Transcribe exactly everything in the data below from the line containing "on the way." down to the line containing "type LoadGate = Mutex<Option<Box<dyn", both lines included and nothing further.

--- --- ---

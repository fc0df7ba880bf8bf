// Time-bounded in-process cache for upstream data (airport directory, timetables)
// Entries are published whole and never mutated; expiry replaces them wholesale.

use dashmap::DashMap;
use std::any::Any;
use std::future::Future;
use std::hash::Hash;
use std::sync::atomic::{AtomicUsize, Ordering};
use std::sync::Arc;
use std::time::{Duration, Instant};
use tokio::sync::Mutex;
use tracing::debug;

#[derive(Debug, Default)]
pub struct CacheStats {
    pub items_count: AtomicUsize,
    pub hit_count: AtomicUsize,
    pub miss_count: AtomicUsize,
    pub eviction_count: AtomicUsize,
    pub expired_count: AtomicUsize,
    pub load_count: AtomicUsize,
    pub total_lookups: AtomicUsize,
}

#[derive(Debug, Default, Clone, PartialEq, Eq)]
pub struct CacheStatsReport {
    pub items_count: usize,
    pub hit_count: usize,
    pub miss_count: usize,
    pub eviction_count: usize,
    pub expired_count: usize,
    // Upstream loads performed through `get_or_try_insert_with`
    pub load_count: usize,
    pub total_lookups: usize,
}

#[derive(Debug, Clone)]
pub struct CacheConfig {
    pub max_entries: usize,
    pub default_ttl_seconds: u64,
}

impl Default for CacheConfig {
    fn default() -> Self {
        Self {
            max_entries: 1024,
            default_ttl_seconds: 3600,
        }
    }
}

impl CacheConfig {
    pub fn with_ttl(ttl: Duration) -> Self {
        Self {
            default_ttl_seconds: ttl.as_secs(),
            ..Self::default()
        }
    }
}

// Key/value cache with a validity window per entry
pub trait TtlCache<K, V>: Send + Sync {
    // Live value for `key`, if any. Expired entries are dropped on the way.
    fn get(&self, key: &K) -> Option<Arc<V>>;

    // Publish `value`, replacing any previous entry. `None` uses the configured default TTL.
    fn put(&self, key: K, value: V, ttl: Option<Duration>) -> Arc<V>;

    fn invalidate(&self, key: &K) -> bool;

    // Drop every expired entry, returning how many were removed
    fn purge_expired(&self) -> usize;

    fn stats(&self) -> CacheStatsReport;
}

struct CacheEntry<V> {
    value: Arc<V>,
    created_at: Instant,
    ttl: Duration,
}

impl<V> CacheEntry<V> {
    fn is_expired(&self) -> bool {
        self.created_at.elapsed() > self.ttl
    }
}

type LoadGate = Mutex<Option<Box<dyn Any + Send + Sync>>>;

pub struct ExpiringCache<K, V> {
    entries: DashMap<K, CacheEntry<V>>,
    // One gate per key being loaded, so concurrent misses share a single load.
    // A failed load parks its error in the gate until the queued waiters have read it.
    inflight: DashMap<K, Arc<LoadGate>>,
    config: CacheConfig,
    stats: CacheStats,
}

impl<K, V> ExpiringCache<K, V>
where
    K: Eq + Hash + Clone + std::fmt::Debug + Send + Sync + 'static,
    V: Send + Sync + 'static,
{
    pub fn new(config: CacheConfig) -> Self {
        Self {
            entries: DashMap::new(),
            inflight: DashMap::new(),
            config,
            stats: CacheStats::default(),
        }
    }

    pub fn len(&self) -> usize {
        self.entries.len()
    }

    pub fn is_empty(&self) -> bool {
        self.entries.is_empty()
    }

    pub fn default_ttl(&self) -> Duration {
        Duration::from_secs(self.config.default_ttl_seconds)
    }

    // Cached value for `key`, or the result of running `load`. Callers racing on
    // the same missing key queue behind the first load and share its outcome,
    // failures included, instead of issuing their own. Failures never reach the
    // TTL store: once the queue drains the next caller loads again.
    pub async fn get_or_try_insert_with<F, Fut, E>(
        &self,
        key: K,
        ttl: Option<Duration>,
        load: F,
    ) -> Result<Arc<V>, E>
    where
        F: FnOnce() -> Fut,
        Fut: Future<Output = Result<V, E>>,
        E: Clone + Send + Sync + 'static,
    {
        if let Some(value) = self.get(&key) {
            return Ok(value);
        }

        let gate = self
            .inflight
            .entry(key.clone())
            .or_insert_with(|| Arc::new(Mutex::new(None)))
            .clone();
        let mut failure = gate.lock().await;

        // Another task may have settled the load while we waited on the gate
        let shared_failure = failure
            .as_deref()
            .and_then(|f| f.downcast_ref::<E>())
            .cloned();
        let result = match (self.live_value(&key), shared_failure) {
            (Some(value), _) => Ok(value),
            (None, Some(error)) => {
                debug!("Sharing failed load for {:?}", key);
                Err(error)
            }
            (None, None) => {
                debug!("Loading cache entry for {:?}", key);
                self.stats.load_count.fetch_add(1, Ordering::SeqCst);
                match load().await {
                    Ok(value) => Ok(self.put(key.clone(), value, ttl)),
                    Err(error) => {
                        *failure = Some(Box::new(error.clone()));
                        Err(error)
                    }
                }
            }
        };

        drop(failure);
        // map + our clone; anything above that is a waiter still queued on the gate
        self.inflight
            .remove_if(&key, |_, gate| Arc::strong_count(gate) <= 2);

        result
    }

    fn live_value(&self, key: &K) -> Option<Arc<V>> {
        self.entries
            .get(key)
            .filter(|entry| !entry.is_expired())
            .map(|entry| entry.value.clone())
    }

    fn remove_entry(&self, key: &K, expired: bool) -> bool {
        let removed = if expired {
            self.entries.remove_if(key, |_, entry| entry.is_expired())
        } else {
            self.entries.remove(key)
        };

        if removed.is_some() {
            self.stats.items_count.fetch_sub(1, Ordering::SeqCst);
            if expired {
                self.stats.expired_count.fetch_add(1, Ordering::SeqCst);
            }
            return true;
        }
        false
    }

    fn remove_oldest_entry(&self) {
        let oldest_key = self
            .entries
            .iter()
            .min_by_key(|entry| entry.created_at)
            .map(|entry| entry.key().clone());

        if let Some(oldest_key) = oldest_key {
            debug!("Cache full, evicting {:?}", oldest_key);
            if self.remove_entry(&oldest_key, false) {
                self.stats.eviction_count.fetch_add(1, Ordering::SeqCst);
            }
        }
    }
}

impl<K, V> TtlCache<K, V> for ExpiringCache<K, V>
where
    K: Eq + Hash + Clone + std::fmt::Debug + Send + Sync + 'static,
    V: Send + Sync + 'static,
{
    fn get(&self, key: &K) -> Option<Arc<V>> {
        self.stats.total_lookups.fetch_add(1, Ordering::SeqCst);

        let expired = match self.entries.get(key) {
            Some(entry) if !entry.is_expired() => {
                self.stats.hit_count.fetch_add(1, Ordering::SeqCst);
                return Some(entry.value.clone());
            }
            Some(_) => true,
            None => false,
        };

        if expired {
            debug!("Cache entry for {:?} expired", key);
            self.remove_entry(key, true);
        }
        self.stats.miss_count.fetch_add(1, Ordering::SeqCst);
        None
    }

    fn put(&self, key: K, value: V, ttl: Option<Duration>) -> Arc<V> {
        let ttl = ttl.unwrap_or_else(|| self.default_ttl());

        if !self.entries.contains_key(&key) {
            if self.entries.len() >= self.config.max_entries {
                self.purge_expired();
            }
            while self.entries.len() >= self.config.max_entries.max(1) {
                self.remove_oldest_entry();
            }
        }

        let value = Arc::new(value);
        let entry = CacheEntry {
            value: value.clone(),
            created_at: Instant::now(),
            ttl,
        };
        if self.entries.insert(key, entry).is_none() {
            self.stats.items_count.fetch_add(1, Ordering::SeqCst);
        }
        value
    }

    fn invalidate(&self, key: &K) -> bool {
        self.remove_entry(key, false)
    }

    fn purge_expired(&self) -> usize {
        let expired: Vec<K> = self
            .entries
            .iter()
            .filter(|entry| entry.is_expired())
            .map(|entry| entry.key().clone())
            .collect();

        expired
            .iter()
            .filter(|key| self.remove_entry(key, true))
            .count()
    }

    fn stats(&self) -> CacheStatsReport {
        CacheStatsReport {
            items_count: self.stats.items_count.load(Ordering::SeqCst),
            hit_count: self.stats.hit_count.load(Ordering::SeqCst),
            miss_count: self.stats.miss_count.load(Ordering::SeqCst),
            eviction_count: self.stats.eviction_count.load(Ordering::SeqCst),
            expired_count: self.stats.expired_count.load(Ordering::SeqCst),
            load_count: self.stats.load_count.load(Ordering::SeqCst),
            total_lookups: self.stats.total_lookups.load(Ordering::SeqCst),
        }
    }
}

--- --- ---

▶ _COMPLETED EXERCISE_
    // Live value for `key`, if any. Expired entries are dropped on the way.
    fn get(&self, key: &K) -> Option<Arc<V>>;

    // Publish `value`, replacing any previous entry. `None` uses the configured default TTL.
    fn put(&self, key: K, value: V, ttl: Option<Duration>) -> Arc<V>;

    fn invalidate(&self, key: &K) -> bool;

    // Drop every expired entry, returning how many were removed
    fn purge_expired(&self) -> usize;

    fn stats(&self) -> CacheStatsReport;
}

struct CacheEntry<V> {
    value: Arc<V>,
    created_at: Instant,
    ttl: Duration,
}

impl<V> CacheEntry<V> {
    fn is_expired(&self) -> bool {
        self.created_at.elapsed() > self.ttl
    }
}

type LoadGate = Mutex<Option<Box<dyn Any + Send + Sync>>>;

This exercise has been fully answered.